__Problem__
Among the entries below, find every line that has "ChatServer" and pull it out.

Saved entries
Segment Open

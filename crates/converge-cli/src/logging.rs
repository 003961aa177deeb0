//! Tracing subscriber setup.

use tracing_subscriber::{fmt, prelude::*, EnvFilter};

/// Installs a compact stderr subscriber.
///
/// The filter comes from `RUST_LOG`, defaulting to `warn`; `verbose` forces
/// `debug`. Stdout is left to command output.
pub fn init(verbose: bool) -> Result<(), Box<dyn std::error::Error + Send + Sync>> {
    let filter_layer = if verbose {
        EnvFilter::try_new("debug")?
    } else {
        EnvFilter::try_from_default_env().or_else(|_| EnvFilter::try_new("warn"))?
    };

    let fmt_layer = fmt::layer()
        .with_writer(std::io::stderr)
        .with_target(false)
        .compact();

    tracing_subscriber::registry()
        .with(filter_layer)
        .with(fmt_layer)
        .try_init()?;

    Ok(())
}
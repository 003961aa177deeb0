//! Structural diff between two versions of a document.
//!
//! Mappings are compared key by key; anything else (scalars, sequences, or a
//! mapping facing a non-mapping) is a leaf compared for full equality. Only
//! the differing leaves survive in the delta, under the same chain of
//! ancestor keys they had in the input.

use converge_canonical::Document;
use serde::ser::{Serialize, SerializeMap, Serializer};
use serde_json::{Number, Value};

/// Minimal before/after difference between two documents.
///
/// Both sides share the same ancestor structure. A key that exists on one
/// side only appears on that side only.
#[derive(Debug, Clone, Default, PartialEq)]
pub struct Delta {
    before: Document,
    after: Document,
}

impl Delta {
    /// Differing values as they were before.
    pub fn before(&self) -> &Document {
        &self.before
    }

    /// Differing values as they are after.
    pub fn after(&self) -> &Document {
        &self.after
    }

    /// True when nothing differs.
    pub fn is_empty(&self) -> bool {
        self.before.is_empty() && self.after.is_empty()
    }

    /// Dotted paths of every differing leaf, before side first.
    pub fn paths(&self) -> Vec<String> {
        let mut paths = Vec::new();
        collect_paths(&self.before, "", &mut paths);
        collect_paths(&self.after, "", &mut paths);
        let mut seen = std::collections::HashSet::new();
        paths.retain(|path| seen.insert(path.clone()));
        paths
    }

    /// `{}` when empty, otherwise `{"before": .., "after": ..}`.
    pub fn to_value(&self) -> Value {
        let mut map = Document::new();
        if !self.is_empty() {
            map.insert("before".to_string(), Value::Object(self.before.clone()));
            map.insert("after".to_string(), Value::Object(self.after.clone()));
        }
        Value::Object(map)
    }
}

impl Serialize for Delta {
    fn serialize<S: Serializer>(&self, serializer: S) -> Result<S::Ok, S::Error> {
        if self.is_empty() {
            return serializer.serialize_map(Some(0))?.end();
        }
        let mut map = serializer.serialize_map(Some(2))?;
        map.serialize_entry("before", &self.before)?;
        map.serialize_entry("after", &self.after)?;
        map.end()
    }
}

/// Compares two documents and returns whether they match plus their delta.
///
/// The delta is empty exactly when the documents match.
///
/// # Example
///
/// ```rust
/// use converge_core::diff_objects;
/// use serde_json::json;
///
/// let before = json!({"a": 1, "b": {"x": 1, "y": 2}});
/// let after = json!({"a": 1, "b": {"x": 1, "y": 3}});
/// let (matches, delta) = diff_objects(before.as_object().unwrap(), after.as_object().unwrap());
///
/// assert!(!matches);
/// assert_eq!(
///     delta.to_value(),
///     json!({"before": {"b": {"y": 2}}, "after": {"b": {"y": 3}}})
/// );
/// ```
pub fn diff_objects(before: &Document, after: &Document) -> (bool, Delta) {
    match diff_mappings(before, after) {
        Some((before, after)) => (false, Delta { before, after }),
        None => (true, Delta::default()),
    }
}

/// Returns the pruned sides of two mappings, or `None` when they are equal.
fn diff_mappings(before: &Document, after: &Document) -> Option<(Document, Document)> {
    let mut left = Document::new();
    let mut right = Document::new();

    for (key, old) in before {
        let Some(new) = after.get(key) else {
            left.insert(key.clone(), old.clone());
            continue;
        };
        match (old, new) {
            (Value::Object(old_map), Value::Object(new_map)) => {
                if let Some((old_part, new_part)) = diff_mappings(old_map, new_map) {
                    left.insert(key.clone(), Value::Object(old_part));
                    right.insert(key.clone(), Value::Object(new_part));
                }
            }
            _ if !values_equal(old, new) => {
                left.insert(key.clone(), old.clone());
                right.insert(key.clone(), new.clone());
            }
            _ => {}
        }
    }

    for (key, new) in after {
        if !before.contains_key(key) {
            right.insert(key.clone(), new.clone());
        }
    }

    if left.is_empty() && right.is_empty() {
        None
    } else {
        Some((left, right))
    }
}

/// Value equality where numbers compare by numeric value, so `1 == 1.0`.
///
/// Sequences and mappings compare element by element with the same rule.
fn values_equal(left: &Value, right: &Value) -> bool {
    match (left, right) {
        (Value::Number(l), Value::Number(r)) => numbers_equal(l, r),
        (Value::Array(l), Value::Array(r)) => {
            l.len() == r.len() && l.iter().zip(r).all(|(a, b)| values_equal(a, b))
        }
        (Value::Object(l), Value::Object(r)) => {
            l.len() == r.len()
                && l.iter()
                    .all(|(key, a)| r.get(key).is_some_and(|b| values_equal(a, b)))
        }
        _ => left == right,
    }
}

fn numbers_equal(left: &Number, right: &Number) -> bool {
    if let (Some(l), Some(r)) = (left.as_i64(), right.as_i64()) {
        return l == r;
    }
    if let (Some(l), Some(r)) = (left.as_u64(), right.as_u64()) {
        return l == r;
    }
    // Integers past 64 bits compare by digits.
    if !left.is_f64() && !right.is_f64() {
        return left.to_string() == right.to_string();
    }
    match (left.as_f64(), right.as_f64()) {
        (Some(l), Some(r)) => l == r,
        _ => false,
    }
}

fn collect_paths(map: &Document, prefix: &str, paths: &mut Vec<String>) {
    for (key, value) in map {
        let path = if prefix.is_empty() {
            key.clone()
        } else {
            format!("{}.{}", prefix, key)
        };
        match value {
            Value::Object(nested) if !nested.is_empty() => collect_paths(nested, &path, paths),
            _ => paths.push(path),
        }
    }
}
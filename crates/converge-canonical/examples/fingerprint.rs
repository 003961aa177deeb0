use converge_canonical::{canonicalize_document, generate_hash, to_compact_string};
use serde_json::json;

fn main() {
    let resource = json!({
        "apiVersion": "v1",
        "kind": "Secret",
        "type": "Opaque",
        "metadata": {"name": "db-credentials", "namespace": "prod"},
        "data": {"username": "YWRtaW4=", "password": "c2VjcmV0"}
    });
    let Some(resource) = resource.as_object() else {
        eprintln!("resource is not a mapping");
        std::process::exit(1);
    };

    match to_compact_string(&canonicalize_document(resource)) {
        Ok(canonical) => println!("{}", canonical),
        Err(err) => {
            eprintln!("encoding failed: {}", err);
            std::process::exit(1);
        }
    }

    match generate_hash(resource) {
        Ok(fingerprint) => println!("db-credentials-{}", fingerprint),
        Err(err) => {
            eprintln!("fingerprint failed: {}", err);
            std::process::exit(1);
        }
    }
}
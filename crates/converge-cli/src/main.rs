//! Converge CLI - fingerprints and structural diffs for resource manifests.

use clap::{Parser, Subcommand};

mod commands;
mod input;
mod logging;
mod output;

use commands::{canonicalize, diff, hash, name};

#[derive(Parser)]
#[command(name = "converge")]
#[command(about = "Resource fingerprints and structural diffs for desired-state convergence")]
struct Cli {
    /// Log at debug level (overrides RUST_LOG)
    #[arg(short, long, global = true)]
    verbose: bool,
    #[command(subcommand)]
    command: Commands,
}

#[derive(Subcommand)]
enum Commands {
    /// Print the content fingerprint of a ConfigMap or Secret
    Hash {
        /// Input JSON/YAML file (or stdin if not provided)
        input: Option<String>,
        /// Output as JSON
        #[arg(long)]
        json: bool,
    },
    /// Print the name with its fingerprint suffix appended
    Name {
        /// Input JSON/YAML file (or stdin if not provided)
        input: Option<String>,
    },
    /// Show the structural diff between two documents
    Diff {
        /// Document before the change
        before: String,
        /// Document after the change
        after: String,
        /// Report metadata.generation/resourceVersion-only changes as differences
        #[arg(long)]
        strict: bool,
        /// Additional metadata key whose changes alone are ignored (repeatable)
        #[arg(long = "ignore-metadata", value_name = "KEY")]
        ignore_metadata: Vec<String>,
        /// Exit with status 2 if the documents differ
        #[arg(long)]
        exit_code: bool,
    },
    /// Show the canonical form of a document
    Canonicalize {
        /// Input JSON/YAML file (or stdin if not provided)
        input: Option<String>,
    },
}

fn main() {
    let cli = Cli::parse();

    if let Err(e) = logging::init(cli.verbose) {
        eprintln!("Error: failed to initialize logging: {}", e);
        std::process::exit(1);
    }

    let result = match cli.command {
        Commands::Hash { input, json } => hash::run(input, json),
        Commands::Name { input } => name::run(input),
        Commands::Diff {
            before,
            after,
            strict,
            ignore_metadata,
            exit_code,
        } => diff::run(before, after, strict, ignore_metadata, exit_code),
        Commands::Canonicalize { input } => canonicalize::run(input),
    };

    if let Err(e) = result {
        eprintln!("Error: {}", e);
        std::process::exit(1);
    }
}
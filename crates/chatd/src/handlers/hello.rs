use async_trait::async_trait;
use serde_json::Value;

use crate::dispatch::PacketHandler;
use crate::server::{ChatServer, HandlerCtx};

/// A no-op liveness check. Its response breaks the usual `{type, data}`
/// envelope shape — `message` sits at the top level — matching what the
/// existing client expects.
pub struct HelloHandler;

#[async_trait]
impl PacketHandler for HelloHandler {
    async fn handle(
        &self,
        _server: &ChatServer,
        _ctx: &HandlerCtx,
        _data: &Value,
    ) -> anyhow::Result<Option<Value>> {
        Ok(Some(
            serde_json::json!({ "type": "HELLO", "message": "Welcome to UDPChat-AI." }),
        ))
    }
}
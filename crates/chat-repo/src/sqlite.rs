//! `rusqlite`-backed implementation of [`Repository`]. All calls run
//! against a single connection guarded by a mutex — SQLite connections are
//! not `Sync`-safe across threads, and the daemon's deferred-write
//! discipline (see `chatd::server`) ensures writes all originate from one
//! logical owner regardless.

use std::path::Path;
use std::sync::Mutex;

use rusqlite::{params, Connection, OptionalExtension};

use crate::error::RepoError;
use crate::models::{unix_now, MemberView, MessageView, Room, Session, User};
use crate::repository::Repository;

pub struct SqliteRepository {
    conn: Mutex<Connection>,
}

impl SqliteRepository {
    pub fn open(path: &Path) -> Result<Self, RepoError> {
        if let Some(parent) = path.parent() {
            std::fs::create_dir_all(parent).ok();
        }
        let conn = Connection::open(path)?;
        conn.execute_batch("PRAGMA foreign_keys = ON;")?;
        Ok(Self {
            conn: Mutex::new(conn),
        })
    }

    /// In-memory database, for tests.
    pub fn open_in_memory() -> Result<Self, RepoError> {
        let conn = Connection::open_in_memory()?;
        conn.execute_batch("PRAGMA foreign_keys = ON;")?;
        let repo = Self {
            conn: Mutex::new(conn),
        };
        repo.init_schema()?;
        Ok(repo)
    }

    pub fn init_schema(&self) -> Result<(), RepoError> {
        let conn = self.conn.lock().unwrap();
        conn.execute_batch(include_str!("schema.sql"))
            .map_err(RepoError::SchemaInit)
    }

    fn row_to_user(row: &rusqlite::Row) -> rusqlite::Result<User> {
        Ok(User {
            id: row.get("id")?,
            user_id: row.get("user_id")?,
            name: row.get("name")?,
            email: row.get("email")?,
            password: row.get("password")?,
            is_admin: row.get::<_, i64>("is_admin")? != 0,
            created_at: row.get("created_at")?,
            updated_at: row.get("updated_at")?,
            last_active_at: row.get("last_active_at")?,
        })
    }

    fn row_to_session(row: &rusqlite::Row) -> rusqlite::Result<Session> {
        Ok(Session {
            id: row.get("id")?,
            session_id: row.get("session_id")?,
            user_id: row.get("user_id")?,
            session_key: row.get("session_key")?,
            created_at: row.get("created_at")?,
            last_active_at: row.get("last_active_at")?,
        })
    }

    fn row_to_room(row: &rusqlite::Row) -> rusqlite::Result<Room> {
        Ok(Room {
            id: row.get("id")?,
            room_id: row.get("room_id")?,
            name: row.get("name")?,
            is_private: row.get::<_, i64>("is_private")? != 0,
            created_at: row.get("created_at")?,
            last_active_at: row.get("last_active_at")?,
        })
    }
}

Segment Closed

__Exercise solution__
use crate::server::{ChatServer, HandlerCtx};
        _server: &ChatServer,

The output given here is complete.